= Concordat of 24 October 1817 =

The Concordat of 24 October 1817 was a concordat signed on 24 October 1817 between the Kingdom of Bavaria and the Holy See.

Secularization of church property and the mediatisation of the ecclesiastical estates in the former Holy Roman Empire marked the demise of the former imperial church and necessitated a reorganization of relations between the German states and the Roman Catholic Church. In 1806 Bavaria opened negotiations for a concordat, which were shelved in 1807, but in 1814 Bavaria's Foreign Minister and Interior Minister began preparing for fresh negotiations. These opened in 1816, with talks led by Bavaria's minister to the Holy See, bishop Johann Casimir Häffelin.
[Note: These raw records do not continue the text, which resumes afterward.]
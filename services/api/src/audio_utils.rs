use base64::Engine;
use hound::{SampleFormat, WavSpec, WavWriter};
use std::io::Cursor;

// Sample rate of model speech
pub const GEMINI_LIVE_OUTPUT_SAMPLE_RATE: u32 = 24000;

/// WAV layout of model speech: mono, 16-bit, 24 kHz.
pub fn output_wav_spec() -> WavSpec {
    WavSpec {
        channels: 1,
        sample_rate: GEMINI_LIVE_OUTPUT_SAMPLE_RATE,
        bits_per_sample: 16,
        sample_format: SampleFormat::Int,
    }
}

/// Wraps little-endian PCM16 bytes in an in-memory WAV container.
/// A trailing odd byte cannot form a sample and is dropped.
pub fn pcm16_to_wav(pcm: &[u8], spec: WavSpec) -> Result<Vec<u8>, hound::Error> {
    let mut cursor = Cursor::new(Vec::with_capacity(pcm.len() + 44));
    {
        let mut writer = WavWriter::new(&mut cursor, spec)?;
        let sample_count = (pcm.len() / 2) as u32;
        if sample_count > 0 {
            let mut samples = writer.get_i16_writer(sample_count);
            for chunk in pcm.chunks_exact(2) {
                samples.write_sample(i16::from_le_bytes([chunk[0], chunk[1]]));
            }
            samples.flush()?;
        }
        writer.finalize()?;
    }
    Ok(cursor.into_inner())
}

pub fn encode_base64(bytes: &[u8]) -> String {
    base64::engine::general_purpose::STANDARD.encode(bytes)
}

pub fn decode_base64(encoded: &str) -> Result<Vec<u8>, base64::DecodeError> {
    base64::engine::general_purpose::STANDARD.decode(encoded)
}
On 5 July 1817 he signed the text of a concordat without consulting the Bavarian government, but Bavaria did not wish to snub the Holy See by vetoing that signature and so it was ratified by Maximilian I Joseph of Bavaria on 24 October the same year, after Bavaria renegotiated a few minor changes.

==Sources==
- Eberhard Weis: Das Konkordat von 1817, das Religions- und Protestantenedikt von 1818, die Tegernseer Erklärung von 1821. In: Ders: Die Begründung des modernen bayerischen Staates unter König Max I. (1799–1825) (§5 Die innere Entwicklung seit Montgelas' Sturz (1817–1825)). In: Alois Schmid (ed.): Handbuch der bayerischen Geschichte. Band 4,1. München 2003, 109–113.